• Saved data entries:
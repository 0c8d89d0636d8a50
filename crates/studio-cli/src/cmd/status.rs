use crate::output::{print_json, print_table, short_date};
use anyhow::Context;
use std::path::Path;
use studio_core::lifecycle::{self, ProjectSummary};

pub fn run(root: &Path, project: Option<&str>, json: bool) -> anyhow::Result<()> {
    let settings = super::load_settings(root)?;

    if let Some(name) = project {
        let handle = lifecycle::find_project(&settings.projects_dir, name)
            .with_context(|| format!("failed to load project '{name}'"))?;
        let summary = handle.summary();
        if json {
            return print_json(&summary);
        }
        print_detail(&summary);
        return Ok(());
    }

    let listing = lifecycle::list_projects(&settings.projects_dir).with_context(|| {
        format!("failed to list projects in {}", settings.projects_dir.display())
    })?;

    if json {
        return print_json(&listing);
    }

    if listing.projects.is_empty() {
        println!("No projects found.");
        println!("\nCreate your first project with: studio create --name <name>");
    } else {
        let rows: Vec<Vec<String>> = listing
            .projects
            .iter()
            .map(|p| {
                vec![
                    p.display_name.clone(),
                    p.folder.clone(),
                    p.status.to_string(),
                    p.phase.clone(),
                    p.mode.clone(),
                    short_date(&p.created),
                    p.last_modified.as_ref().map(short_date).unwrap_or_default(),
                ]
            })
            .collect();
        print_table(
            &["NAME", "FOLDER", "STATUS", "PHASE", "MODE", "CREATED", "MODIFIED"],
            &rows,
        );
        println!("\nTotal projects: {}", listing.projects.len());
    }

    for s in &listing.skipped {
        eprintln!("warning: skipped {}: {}", s.folder, s.reason);
    }
    Ok(())
}

fn print_detail(p: &ProjectSummary) {
    println!("{}", p.display_name);
    println!("  Folder: {}", p.folder);
    println!("  Status: {}", p.status.as_str().to_uppercase());
    println!("  Phase: {}", p.phase);
    println!("  Mode: {}", p.mode);
    println!("  Engine: {}", p.engine);
    println!("  Created: {}", short_date(&p.created));
    if let Some(modified) = &p.last_modified {
        println!("  Modified: {}", short_date(modified));
    }
    println!("  Agents: {} active", p.agent_count);
    if let Some(m) = &p.current_milestone {
        println!("  Current Milestone: {m}");
    }
    if p.is_backup {
        println!("  (start-over backup)");
    }
}
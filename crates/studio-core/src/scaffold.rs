use crate::error::Result;
use crate::io::{atomic_write, ensure_dir};
use crate::paths;
use crate::types::EngineKind;
use serde_json::json;
use std::path::{Path, PathBuf};

// ---------------------------------------------------------------------------
// Directory tables
// ---------------------------------------------------------------------------

const GODOT_DIRS: &[&str] = &[
    "source/scenes",
    "source/scripts",
    "source/assets/sprites",
    "source/assets/models",
    "source/assets/audio",
    "source/assets/ui",
    "source/assets/shaders",
    "source/assets/fonts",
    "source/autoload",
    "source/addons",
];

const UNITY_DIRS: &[&str] = &[
    "source/Assets/Scripts",
    "source/Assets/Scenes",
    "source/Assets/Prefabs",
    "source/Assets/Materials",
    "source/Assets/Textures",
    "source/Assets/Models",
    "source/Assets/Audio",
    "source/Assets/Animations",
    "source/Assets/Shaders",
    "source/Assets/StreamingAssets",
    "source/Assets/Editor",
    "source/Assets/Resources",
    "source/Assets/Plugins",
    "source/Packages",
    "source/ProjectSettings",
];

const UNREAL_DIRS: &[&str] = &[
    "source/Content/Blueprints",
    "source/Content/Maps",
    "source/Content/Materials",
    "source/Content/Meshes",
    "source/Content/Textures",
    "source/Content/Audio",
    "source/Content/Animations",
    "source/Content/UI",
    "source/Content/Particles",
    "source/Content/Characters",
    "source/Source/Public",
    "source/Source/Private",
    "source/Plugins",
    "source/Config",
];

pub const COMMON_DIRS: &[&str] = &[
    "documentation/design/systems",
    "documentation/design/mechanics",
    "documentation/design/content",
    "documentation/art/concepts",
    "documentation/art/assets",
    "documentation/art/style-guides",
    "documentation/technical/architecture",
    "documentation/technical/api-docs",
    "documentation/technical/performance",
    "documentation/production/milestones",
    "documentation/production/retrospectives",
    "documentation/production/reports",
    "resources/references",
    "resources/market-research",
    "resources/competitor-analysis",
    "qa/test-plans",
    "qa/bug-reports",
    "qa/playtesting",
    "qa/performance-logs",
    "builds/alpha",
    "builds/beta",
    "builds/release",
];

/// Engine subtree for `engine`. Anything that is not Unity or Unreal gets
/// the Godot layout.
pub fn engine_dirs(engine: &str) -> &'static [&'static str] {
    match EngineKind::from_name(engine) {
        Some(EngineKind::Unity) => UNITY_DIRS,
        Some(EngineKind::Unreal) => UNREAL_DIRS,
        Some(EngineKind::Godot) | None => GODOT_DIRS,
    }
}

/// Every relative directory a project on `engine` gets, engine subtree first.
pub fn directory_layout(engine: &str) -> Vec<&'static str> {
    engine_dirs(engine)
        .iter()
        .chain(COMMON_DIRS)
        .copied()
        .collect()
}

// ---------------------------------------------------------------------------
// Generation
// ---------------------------------------------------------------------------

/// Create the directory tree for `project_name` under `projects_dir` and
/// return the project root. Existing directories are left alone, so running
/// this twice is a no-op.
pub fn generate(projects_dir: &Path, project_name: &str, engine: &str) -> Result<PathBuf> {
    paths::validate_project_name(project_name)?;
    let root = paths::project_dir(projects_dir, project_name);
    ensure_dir(projects_dir)?;

    let layout = directory_layout(engine);
    for dir in &layout {
        ensure_dir(&root.join(dir))?;
    }
    tracing::debug!(root = %root.display(), dirs = layout.len(), "scaffold generated");
    Ok(root)
}

/// Write the engine's project file into `source/`. Unknown engines get
/// nothing. Returns the paths written.
pub fn write_seed_files(project_root: &Path, engine: &str) -> Result<Vec<PathBuf>> {
    let Some(kind) = EngineKind::from_name(engine) else {
        tracing::debug!(engine, "no seed files for engine");
        return Ok(Vec::new());
    };

    let folder = folder_name(project_root);
    let source = project_root.join(paths::SOURCE_DIR);
    ensure_dir(&source)?;

    let written = match kind {
        EngineKind::Godot => {
            let path = source.join("project.godot");
            atomic_write(&path, godot_project(&folder).as_bytes())?;
            vec![path]
        }
        EngineKind::Unity => {
            ensure_dir(&source.join("ProjectSettings"))?;
            let path = source.join("Packages").join("manifest.json");
            let manifest = serde_json::to_string_pretty(&unity_manifest())?;
            atomic_write(&path, manifest.as_bytes())?;
            vec![path]
        }
        EngineKind::Unreal => {
            let path = source.join(format!("{folder}.uproject"));
            let uproject = serde_json::to_string_pretty(&unreal_project(&folder))?;
            atomic_write(&path, uproject.as_bytes())?;
            vec![path]
        }
    };
    Ok(written)
}

fn folder_name(project_root: &Path) -> String {
    project_root
        .file_name()
        .map(|n| n.to_string_lossy().into_owned())
        .unwrap_or_default()
}

// ---------------------------------------------------------------------------
// Seed file bodies
// ---------------------------------------------------------------------------

fn godot_project(folder: &str) -> String {
    format!(
        "[application]\n\n\
         config/name=\"{folder}\"\n\
         config/features=PackedStringArray(\"4.2\", \"Forward Plus\")\n\
         config/icon=\"res://icon.svg\"\n\n\
         [rendering]\n\n\
         renderer/rendering_method=\"forward_plus\"\n"
    )
}

const UNITY_PACKAGES: &[(&str, &str)] = &[
    ("com.unity.collab-proxy", "2.0.5"),
    ("com.unity.feature.development", "1.0.1"),
    ("com.unity.ide.rider", "3.0.24"),
    ("com.unity.ide.visualstudio", "2.0.18"),
    ("com.unity.ide.vscode", "1.2.5"),
    ("com.unity.inputsystem", "1.7.0"),
    ("com.unity.test-framework", "1.1.33"),
    ("com.unity.textmeshpro", "3.0.6"),
    ("com.unity.timeline", "1.7.5"),
    ("com.unity.ugui", "1.0.0"),
    ("com.unity.visualscripting", "1.9.0"),
];

const UNITY_MODULES: &[&str] = &[
    "ai",
    "androidjni",
    "animation",
    "assetbundle",
    "audio",
    "cloth",
    "director",
    "imageconversion",
    "imgui",
    "jsonserialize",
    "particlesystem",
    "physics",
    "physics2d",
    "screencapture",
    "terrain",
    "terrainphysics",
    "tilemap",
    "ui",
    "uielements",
    "umbra",
    "unityanalytics",
    "unitywebrequest",
    "unitywebrequestassetbundle",
    "unitywebrequestaudio",
    "unitywebrequesttexture",
    "unitywebrequestwww",
    "vehicles",
    "video",
    "vr",
    "wind",
    "xr",
];

fn unity_manifest() -> serde_json::Value {
    let mut deps = serde_json::Map::new();
    for (name, version) in UNITY_PACKAGES {
        deps.insert((*name).to_string(), json!(version));
    }
    for module in UNITY_MODULES {
        deps.insert(format!("com.unity.modules.{module}"), json!("1.0.0"));
    }
    json!({ "dependencies": deps })
}

fn unreal_project(folder: &str) -> serde_json::Value {
    json!({
        "FileVersion": 3,
        "EngineAssociation": "5.3",
        "Category": "",
        "Description": "",
        "Modules": [
            { "Name": folder, "Type": "Runtime", "LoadingPhase": "Default" }
        ],
        "Plugins": [
            {
                "Name": "ModelingToolsEditorMode",
                "Enabled": true,
                "TargetAllowList": ["Editor"]
            }
        ]
    })
}

// ---------------------------------------------------------------------------
// Tests
// ---------------------------------------------------------------------------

• PROBLEM REQUIREMENTS:
How many lines of these entries contain "join"? Answer with the number and nothing else.

• PROBLEM SOLUTION:
6